At a viewing area below the release site, about two and a half hours’ drive from St. George, a dozen or so bird lovers gathered under a cool, bright sky with their scopes and binoculars, hoping at least one or two of the creatures would be home.

And there were condors, visible with the naked eye, despite the distance. They rose above the brightly colored cliffs in an upward spiral, circling lazily on the thermals. These birds rarely flap; they don’t have to. Instead, they simply step off a ledge and glide upward, lifted by air thermals, and swirl together in an effortless circle.

For bird watchers, there’s great appeal in the idea of seeing a significant percentage of a species’ entire population in a single day; the Audubon Society group spotted about 26. “We’ve had people from all over, in fact internationally, to see the condors,” Small said.

To Shelia Smith, who lives in St. George, seeing the condors was a rare chance to view a bird that seems primordial in its size and shape.

“It’s like time travel to me,” Smith said, a little breathless, as she watched nine birds—3 percent of the world’s population—gathering on a rock in the distance and spreading their awning-sized wings to catch the warmth of the sun. “This is so special, because there are so few birds, and here we are, so close.”

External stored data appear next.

//! Incremental RSI(14), Wilder smoothing (spec.md §4.3).
//!
//! `rsi = 100 - 100 / (1 + avgGain/avgLoss)`. Edge-case convention (spec.md
//! states only the `avgLoss == 0` case; the other two are filled in here,
//! matching the teacher's convention — see DESIGN.md):
//! `avgLoss == 0 -> 100`, `avgGain == 0 -> 0`, both zero -> `50`.

#[derive(Debug, Clone)]
pub struct Rsi {
    period: usize,
    prev_close: Option<f64>,
    gain_seed: Vec<f64>,
    loss_seed: Vec<f64>,
    avg_gain: Option<f64>,
    avg_loss: Option<f64>,
    value: Option<f64>,
}

impl Rsi {
    pub fn new(period: usize) -> Self {
        assert!(period >= 1, "RSI period must be >= 1");
        Self {
            period,
            prev_close: None,
            gain_seed: Vec::with_capacity(period),
            loss_seed: Vec::with_capacity(period),
            avg_gain: None,
            avg_loss: None,
            value: None,
        }
    }

    pub fn update(&mut self, close: f64) {
        let prev = match self.prev_close {
            Some(p) => p,
            None => {
                self.prev_close = Some(close);
                return;
            }
        };
        let change = close - prev;
        let gain = change.max(0.0);
        let loss = (-change).max(0.0);

        match (self.avg_gain, self.avg_loss) {
            (Some(ag), Some(al)) => {
                let n = self.period as f64;
                self.avg_gain = Some(((n - 1.0) * ag + gain) / n);
                self.avg_loss = Some(((n - 1.0) * al + loss) / n);
            }
            _ => {
                self.gain_seed.push(gain);
                self.loss_seed.push(loss);
                if self.gain_seed.len() == self.period {
                    self.avg_gain =
                        Some(self.gain_seed.iter().sum::<f64>() / self.period as f64);
                    self.avg_loss =
                        Some(self.loss_seed.iter().sum::<f64>() / self.period as f64);
                }
            }
        }

        if let (Some(ag), Some(al)) = (self.avg_gain, self.avg_loss) {
            self.value = Some(rsi_from_avgs(ag, al));
        }
        self.prev_close = Some(close);
    }

    pub fn value(&self) -> Option<f64> {
        self.value
    }
}

fn rsi_from_avgs(avg_gain: f64, avg_loss: f64) -> f64 {
    if avg_loss == 0.0 && avg_gain == 0.0 {
        50.0
    } else if avg_loss == 0.0 {
        100.0
    } else if avg_gain == 0.0 {
        0.0
    } else {
        100.0 - 100.0 / (1.0 + avg_gain / avg_loss)
    }
}
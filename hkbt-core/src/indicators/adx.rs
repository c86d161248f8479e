//! Incremental ADX(14), Wilder smoothing.
//!
//! `+DM`/`-DM` from consecutive highs/lows, smoothed alongside TR with the
//! same one-pole Wilder recurrence as ATR; `+DI = 100*smoothed(+DM)/smoothed(TR)`,
//! `DX = 100*|+DI - -DI|/(+DI + -DI)`; ADX is itself Wilder-smoothed DX, so
//! the full series needs `2*period` bars before it produces a value.

#[derive(Debug, Clone)]
struct Wilder {
    period: usize,
    seed_buffer: Vec<f64>,
    value: Option<f64>,
}

impl Wilder {
    fn new(period: usize) -> Self {
        Self {
            period,
            seed_buffer: Vec::with_capacity(period),
            value: None,
        }
    }

    fn update(&mut self, x: f64) {
        match self.value {
            Some(prev) => {
                self.value = Some(((self.period as f64 - 1.0) * prev + x) / self.period as f64);
            }
            None => {
                self.seed_buffer.push(x);
                if self.seed_buffer.len() == self.period {
                    self.value = Some(self.seed_buffer.iter().sum::<f64>() / self.period as f64);
                }
            }
        }
    }
}

#[derive(Debug, Clone)]
pub struct Adx {
    period: usize,
    prev_high: Option<f64>,
    prev_low: Option<f64>,
    prev_close: Option<f64>,
    smooth_plus_dm: Wilder,
    smooth_minus_dm: Wilder,
    smooth_tr: Wilder,
    smooth_dx: Wilder,
}

impl Adx {
    pub fn new(period: usize) -> Self {
        assert!(period >= 1, "ADX period must be >= 1");
        Self {
            period,
            prev_high: None,
            prev_low: None,
            prev_close: None,
            smooth_plus_dm: Wilder::new(period),
            smooth_minus_dm: Wilder::new(period),
            smooth_tr: Wilder::new(period),
            smooth_dx: Wilder::new(period),
        }
    }

    pub fn standard() -> Self {
        Self::new(14)
    }

    pub fn update(&mut self, high: f64, low: f64, close: f64) {
        let (prev_high, prev_low, prev_close) =
            match (self.prev_high, self.prev_low, self.prev_close) {
                (Some(h), Some(l), Some(c)) => (h, l, c),
                _ => {
                    self.prev_high = Some(high);
                    self.prev_low = Some(low);
                    self.prev_close = Some(close);
                    return;
                }
            };

        let up_move = high - prev_high;
        let down_move = prev_low - low;
        let plus_dm = if up_move > down_move && up_move > 0.0 {
            up_move
        } else {
            0.0
        };
        let minus_dm = if down_move > up_move && down_move > 0.0 {
            down_move
        } else {
            0.0
        };
        let tr = (high - low)
            .max((high - prev_close).abs())
            .max((low - prev_close).abs());

        self.smooth_plus_dm.update(plus_dm);
        self.smooth_minus_dm.update(minus_dm);
        self.smooth_tr.update(tr);

        if let (Some(pdm), Some(mdm), Some(atr)) = (
            self.smooth_plus_dm.value,
            self.smooth_minus_dm.value,
            self.smooth_tr.value,
        ) {
            if atr > 0.0 {
                let plus_di = 100.0 * pdm / atr;
                let minus_di = 100.0 * mdm / atr;
                let di_sum = plus_di + minus_di;
                let dx = if di_sum > 0.0 {
                    100.0 * (plus_di - minus_di).abs() / di_sum
                } else {
                    0.0
                };
                self.smooth_dx.update(dx);
            }
        }

        self.prev_high = Some(high);
        self.prev_low = Some(low);
        self.prev_close = Some(close);
    }

    /// `None` until `2*period` bars have been consumed.
    pub fn value(&self) -> Option<f64> {
        self.smooth_dx.value
    }

    pub fn lookback(&self) -> usize {
        2 * self.period
    }
}

#[cfg(test)]
mod tests {
    use super::*;

    fn feed(adx: &mut Adx, bars: &[(f64, f64, f64)]) {
        for &(h, l, c) in bars {
            adx.update(h, l, c);
        }
    }

    #[test]
    fn undefined_before_double_period() {
        let mut adx = Adx::new(3);
        feed(&mut adx, &[(105.0, 95.0, 102.0), (108.0, 100.0, 106.0)]);
        assert!(adx.value().is_none());
    }

    #[test]
    fn bounded_in_0_to_100() {
        let mut adx = Adx::new(3);
        let bars = [
            (105.0, 95.0, 102.0),
            (108.0, 100.0, 106.0),
            (107.0, 98.0, 99.0),
            (103.0, 97.0, 101.0),
            (106.0, 100.0, 105.0),
            (110.0, 103.0, 108.0),
            (112.0, 106.0, 110.0),
            (111.0, 104.0, 105.0),
            (109.0, 103.0, 107.0),
            (113.0, 105.0, 112.0),
        ];
        feed(&mut adx, &bars);
        if let Some(v) = adx.value() {
            assert!((0.0..=100.0).contains(&v));
        }
    }

    #[test]
    fn strong_uptrend_yields_elevated_adx() {
        let mut adx = Adx::new(5);
        let mut bars = Vec::new();
        for i in 0..30 {
            let base = 100.0 + i as f64 * 5.0;
            bars.push((base + 3.0, base - 3.0, base + 2.0));
        }
        feed(&mut adx, &bars);
        let v = adx.value().expect("should be warmed up after 30 bars");
        assert!(v > 15.0, "expected elevated ADX in strong trend, got {v}");
    }

    #[test]
    fn lookback_is_double_period() {
        assert_eq!(Adx::new(14).lookback(), 28);
    }
}
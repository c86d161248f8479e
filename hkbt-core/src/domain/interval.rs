//! Candle interval / bar size.

use serde::{Deserialize, Serialize};

#[derive(Debug, Clone, Copy, PartialEq, Eq, Hash, Serialize, Deserialize)]
#[serde(rename_all = "lowercase")]
pub enum Interval {
    #[serde(rename = "1m")]
    M1,
    #[serde(rename = "5m")]
    M5,
    #[serde(rename = "15m")]
    M15,
    #[serde(rename = "30m")]
    M30,
    #[serde(rename = "60m")]
    M60,
    #[serde(rename = "1d")]
    D1,
}

impl Interval {
    pub fn as_minutes(self) -> i64 {
        match self {
            Interval::M1 => 1,
            Interval::M5 => 5,
            Interval::M15 => 15,
            Interval::M30 => 30,
            Interval::M60 => 60,
            Interval::D1 => 390, // one HK trading day: 09:30-12:00 + 13:00-16:00
        }
    }

    /// How many bars of `self` make up one bar of `other` (e.g. 4 30m bars
    /// per 120m confirmation bar). `None` if `other` is not an integer
    /// multiple of `self`.
    pub fn bars_per(self, other_minutes: i64) -> Option<usize> {
        if other_minutes % self.as_minutes() == 0 {
            Some((other_minutes / self.as_minutes()) as usize)
        } else {
            None
        }
    }

    /// Bars per HK trading day (330 minutes of session: 09:30-12:00 +
    /// 13:00-16:00), used for annualizing bar-level statistics. `D1` is one
    /// bar per day by definition.
    pub fn bars_per_day(self) -> f64 {
        const SESSION_MINUTES: f64 = 330.0;
        match self {
            Interval::D1 => 1.0,
            other => SESSION_MINUTES / other.as_minutes() as f64,
        }
    }
}

impl std::fmt::Display for Interval {
    fn fmt(&self, f: &mut std::fmt::Formatter<'_>) -> std::fmt::Result {
        let s = match self {
            Interval::M1 => "1m",
            Interval::M5 => "5m",
            Interval::M15 => "15m",
            Interval::M30 => "30m",
            Interval::M60 => "60m",
            Interval::D1 => "1d",
        };
        write!(f, "{s}")
    }
}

Condors comically resemble the giant vultures perched next to sun-baked animal skulls in cartoons and postcards. When they come in for a landing, their long, muscular legs hang below them, swinging forward and back while their heads track from side to side. Dinnertime is typically spent with heads buried in rotting animal flesh. But their fans think they deserve a better reputation. “As a class, scavengers are very smart, alert, curious animals,” Small said.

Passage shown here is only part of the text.